- DATA RECORDS
++++++

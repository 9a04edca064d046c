// realtime-client/src/message/memory.rs
// 内存传输 - 同进程通信, 测试时由测试代码扮演服务器

use async_trait::async_trait;
use std::sync::Arc;
use std::sync::atomic::{AtomicU32, AtomicUsize, Ordering};
use tokio::sync::{mpsc, oneshot};

use crate::message::{Connection, Connector, DisconnectReason, Frame, TransportError};

/// In-process connector.
///
/// Every `connect()` call is handed to the paired [`MemoryServer`] as a
/// [`PendingConnection`], which the server side accepts or refuses. The
/// attempt stays outstanding until it does.
#[derive(Debug, Clone)]
pub struct MemoryConnector {
    attempts_tx: mpsc::UnboundedSender<PendingConnection>,
    stats: Arc<AttemptStats>,
}

#[derive(Debug, Default)]
struct AttemptStats {
    total: AtomicU32,
    in_flight: AtomicUsize,
    max_in_flight: AtomicUsize,
}

/// Server half of the in-process transport
#[derive(Debug)]
pub struct MemoryServer {
    attempts_rx: mpsc::UnboundedReceiver<PendingConnection>,
    stats: Arc<AttemptStats>,
}

impl MemoryConnector {
    /// 创建连接器及其服务端
    pub fn new() -> (Self, MemoryServer) {
        let (attempts_tx, attempts_rx) = mpsc::unbounded_channel();
        let stats = Arc::new(AttemptStats::default());
        (
            Self {
                attempts_tx,
                stats: stats.clone(),
            },
            MemoryServer { attempts_rx, stats },
        )
    }
}

/// Decrements the in-flight counter however the attempt ends
struct InFlightGuard(Arc<AttemptStats>);

impl InFlightGuard {
    fn enter(stats: &Arc<AttemptStats>) -> Self {
        let now = stats.in_flight.fetch_add(1, Ordering::SeqCst) + 1;
        stats.max_in_flight.fetch_max(now, Ordering::SeqCst);
        Self(stats.clone())
    }
}

impl Drop for InFlightGuard {
    fn drop(&mut self) {
        self.0.in_flight.fetch_sub(1, Ordering::SeqCst);
    }
}

#[async_trait]
impl Connector for MemoryConnector {
    async fn connect(&self) -> Result<Box<dyn Connection>, TransportError> {
        let _guard = InFlightGuard::enter(&self.stats);
        let attempt = self.stats.total.fetch_add(1, Ordering::SeqCst) + 1;

        let (reply, reply_rx) = oneshot::channel();
        self.attempts_tx
            .send(PendingConnection { attempt, reply })
            .map_err(|_| TransportError::Unreachable("memory server is gone".into()))?;

        match reply_rx.await {
            Ok(Ok(conn)) => Ok(Box::new(conn)),
            Ok(Err(e)) => Err(e),
            Err(_) => Err(TransportError::Unreachable(
                "memory server abandoned the attempt".into(),
            )),
        }
    }
}

impl MemoryServer {
    /// Wait for the next connection attempt
    pub async fn next_attempt(&mut self) -> Option<PendingConnection> {
        self.attempts_rx.recv().await
    }

    /// Take an attempt that is already queued, if any
    pub fn try_next_attempt(&mut self) -> Option<PendingConnection> {
        self.attempts_rx.try_recv().ok()
    }

    /// Number of `connect()` calls so far
    pub fn total_attempts(&self) -> u32 {
        self.stats.total.load(Ordering::SeqCst)
    }

    /// Highest number of simultaneously outstanding attempts observed
    pub fn max_in_flight(&self) -> usize {
        self.stats.max_in_flight.load(Ordering::SeqCst)
    }
}

/// A connection attempt waiting for the server's decision
#[derive(Debug)]
pub struct PendingConnection {
    attempt: u32,
    reply: oneshot::Sender<Result<MemoryConnection, TransportError>>,
}

impl PendingConnection {
    /// 1-based attempt number across the connector's lifetime
    pub fn attempt(&self) -> u32 {
        self.attempt
    }

    /// Complete the attempt successfully.
    ///
    /// If the client already gave up on the attempt the returned peer is
    /// simply disconnected.
    pub fn accept(self) -> MemoryPeer {
        let (to_server_tx, to_server_rx) = mpsc::unbounded_channel();
        let (to_client_tx, to_client_rx) = mpsc::unbounded_channel();

        let conn = MemoryConnection {
            tx: Some(to_server_tx),
            rx: to_client_rx,
        };
        if self.reply.send(Ok(conn)).is_err() {
            tracing::debug!(attempt = self.attempt, "Accepted an abandoned memory attempt");
        }

        MemoryPeer {
            rx: to_server_rx,
            tx: to_client_tx,
        }
    }

    /// Fail the attempt with a transport error
    pub fn refuse(self, error: TransportError) {
        let _ = self.reply.send(Err(error));
    }
}

#[derive(Debug)]
enum Signal {
    Frame(Frame),
    Drop(DisconnectReason),
}

/// Client half of an accepted in-process connection
#[derive(Debug)]
pub struct MemoryConnection {
    tx: Option<mpsc::UnboundedSender<Frame>>,
    rx: mpsc::UnboundedReceiver<Signal>,
}

#[async_trait]
impl Connection for MemoryConnection {
    async fn send(&mut self, frame: &Frame) -> Result<(), TransportError> {
        let tx = self
            .tx
            .as_ref()
            .ok_or(TransportError::Closed(DisconnectReason::ClientDisconnect))?;
        tx.send(frame.clone())
            .map_err(|_| TransportError::Closed(DisconnectReason::TransportClose))
    }

    async fn recv(&mut self) -> Result<Frame, TransportError> {
        match self.rx.recv().await {
            Some(Signal::Frame(frame)) => Ok(frame),
            Some(Signal::Drop(reason)) => Err(TransportError::Closed(reason)),
            None => Err(TransportError::Closed(DisconnectReason::TransportClose)),
        }
    }

    async fn close(&mut self) -> Result<(), TransportError> {
        self.tx = None;
        self.rx.close();
        Ok(())
    }
}

/// Server half of an accepted in-process connection
#[derive(Debug)]
pub struct MemoryPeer {
    rx: mpsc::UnboundedReceiver<Frame>,
    tx: mpsc::UnboundedSender<Signal>,
}

impl MemoryPeer {
    /// Next frame sent by the client, `None` once the client side is closed
    pub async fn recv(&mut self) -> Option<Frame> {
        self.rx.recv().await
    }

    /// Push a frame to the client. Returns false if the client is gone.
    pub fn push(&self, frame: Frame) -> bool {
        self.tx.send(Signal::Frame(frame)).is_ok()
    }

    /// Drop the connection as the transport would, with the given reason
    pub fn drop_connection(self, reason: DisconnectReason) {
        let _ = self.tx.send(Signal::Drop(reason));
    }
}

++++++

Output the records above precisely.

repository 9a04edca064d046c
// realtime-client/src/message/memory.rs
// 内存传输 - 同进程通信, 测试时由测试代码扮演服务器

use async_trait::async_trait;
use std::sync::Arc;
use std::sync::atomic::{AtomicU32, AtomicUsize, Ordering};
use tokio::sync::{mpsc, oneshot};

use crate::message::{Connection, Connector, DisconnectReason, Frame, TransportError};

/// In-process connector.
///
/// Every `connect()` call is handed to the paired [`MemoryServer`] as a
/// [`PendingConnection`], which the server side accepts or refuses. The
/// attempt stays outstanding until it does.
#[derive(Debug, Clone)]
pub struct MemoryConnector {
    attempts_tx: mpsc::UnboundedSender<PendingConnection>,
    stats: Arc<AttemptStats>,
}

#[derive(Debug, Default)]
struct AttemptStats {
    total: AtomicU32,
    in_flight: AtomicUsize,
    max_in_flight: AtomicUsize,
}

/// Server half of the in-process transport
#[derive(Debug)]
pub struct MemoryServer {
    attempts_rx: mpsc::UnboundedReceiver<PendingConnection>,
    stats: Arc<AttemptStats>,
}

impl MemoryConnector {
    /// 创建连接器及其服务端
    pub fn new() -> (Self, MemoryServer) {
        let (attempts_tx, attempts_rx) = mpsc::unbounded_channel();
        let stats = Arc::new(AttemptStats::default());
        (
            Self {
                attempts_tx,
                stats: stats.clone(),
            },
            MemoryServer { attempts_rx, stats },
        )
    }
}

/// Decrements the in-flight counter however the attempt ends
struct InFlightGuard(Arc<AttemptStats>);

impl InFlightGuard {
    fn enter(stats: &Arc<AttemptStats>) -> Self {
        let now = stats.in_flight.fetch_add(1, Ordering::SeqCst) + 1;
        stats.max_in_flight.fetch_max(now, Ordering::SeqCst);
        Self(stats.clone())
    }
}

impl Drop for InFlightGuard {
    fn drop(&mut self) {
        self.0.in_flight.fetch_sub(1, Ordering::SeqCst);
    }
}

#[async_trait]
impl Connector for MemoryConnector {
    async fn connect(&self) -> Result<Box<dyn Connection>, TransportError> {
        let _guard = InFlightGuard::enter(&self.stats);
        let attempt = self.stats.total.fetch_add(1, Ordering::SeqCst) + 1;

        let (reply, reply_rx) = oneshot::channel();
        self.attempts_tx
            .send(PendingConnection { attempt, reply })
            .map_err(|_| TransportError::Unreachable("memory server is gone".into()))?;

        match reply_rx.await {
            Ok(Ok(conn)) => Ok(Box::new(conn)),
            Ok(Err(e)) => Err(e),
            Err(_) => Err(TransportError::Unreachable(
                "memory server abandoned the attempt".into(),
            )),
        }
    }
}

impl MemoryServer {
    /// Wait for the next connection attempt
    pub async fn next_attempt(&mut self) -> Option<PendingConnection> {
        self.attempts_rx.recv().await
    }

    /// Take an attempt that is already queued, if any
    pub fn try_next_attempt(&mut self) -> Option<PendingConnection> {
        self.attempts_rx.try_recv().ok()
    }

    /// Number of `connect()` calls so far
    pub fn total_attempts(&self) -> u32 {
        self.stats.total.load(Ordering::SeqCst)
    }

    /// Highest number of simultaneously outstanding attempts observed
    pub fn max_in_flight(&self) -> usize {
        self.stats.max_in_flight.load(Ordering::SeqCst)
    }
}

/// A connection attempt waiting for the server's decision
#[derive(Debug)]
pub struct PendingConnection {
    attempt: u32,
    reply: oneshot::Sender<Result<MemoryConnection, TransportError>>,
}

impl PendingConnection {
    /// 1-based attempt number across the connector's lifetime
    pub fn attempt(&self) -> u32 {
        self.attempt
    }

    /// Complete the attempt successfully.
    ///
    /// If the client already gave up on the attempt the returned peer is
    /// simply disconnected.
    pub fn accept(self) -> MemoryPeer {
        let (to_server_tx, to_server_rx) = mpsc::unbounded_channel();
        let (to_client_tx, to_client_rx) = mpsc::unbounded_channel();

        let conn = MemoryConnection {
            tx: Some(to_server_tx),
            rx: to_client_rx,
        };
        if self.reply.send(Ok(conn)).is_err() {
            tracing::debug!(attempt = self.attempt, "Accepted an abandoned memory attempt");
        }

        MemoryPeer {
            rx: to_server_rx,
            tx: to_client_tx,
        }
    }

    /// Fail the attempt with a transport error
    pub fn refuse(self, error: TransportError) {
        let _ = self.reply.send(Err(error));
    }
}

#[derive(Debug)]
enum Signal {
    Frame(Frame),
    Drop(DisconnectReason),
}

/// Client half of an accepted in-process connection
#[derive(Debug)]
pub struct MemoryConnection {
    tx: Option<mpsc::UnboundedSender<Frame>>,
    rx: mpsc::UnboundedReceiver<Signal>,
}

#[async_trait]
impl Connection for MemoryConnection {
    async fn send(&mut self, frame: &Frame) -> Result<(), TransportError> {
        let tx = self
            .tx
            .as_ref()
            .ok_or(TransportError::Closed(DisconnectReason::ClientDisconnect))?;
        tx.send(frame.clone())
            .map_err(|_| TransportError::Closed(DisconnectReason::TransportClose))
    }

    async fn recv(&mut self) -> Result<Frame, TransportError> {
        match self.rx.recv().await {
            Some(Signal::Frame(frame)) => Ok(frame),
            Some(Signal::Drop(reason)) => Err(TransportError::Closed(reason)),
            None => Err(TransportError::Closed(DisconnectReason::TransportClose)),
        }
    }

    async fn close(&mut self) -> Result<(), TransportError> {
        self.tx = None;
        self.rx.close();
        Ok(())
    }
}

/// Server half of an accepted in-process connection
#[derive(Debug)]
pub struct MemoryPeer {
    rx: mpsc::UnboundedReceiver<Frame>,
    tx: mpsc::UnboundedSender<Signal>,
}

impl MemoryPeer {
    /// Next frame sent by the client, `None` once the client side is closed
    pub async fn recv(&mut self) -> Option<Frame> {
        self.rx.recv().await
    }

    /// Push a frame to the client. Returns false if the client is gone.
    pub fn push(&self, frame: Frame) -> bool {
        self.tx.send(Signal::Frame(frame)).is_ok()
    }

    /// Drop the connection as the transport would, with the given reason
    pub fn drop_connection(self, reason: DisconnectReason) {
        let _ = self.tx.send(Signal::Drop(reason));
    }
}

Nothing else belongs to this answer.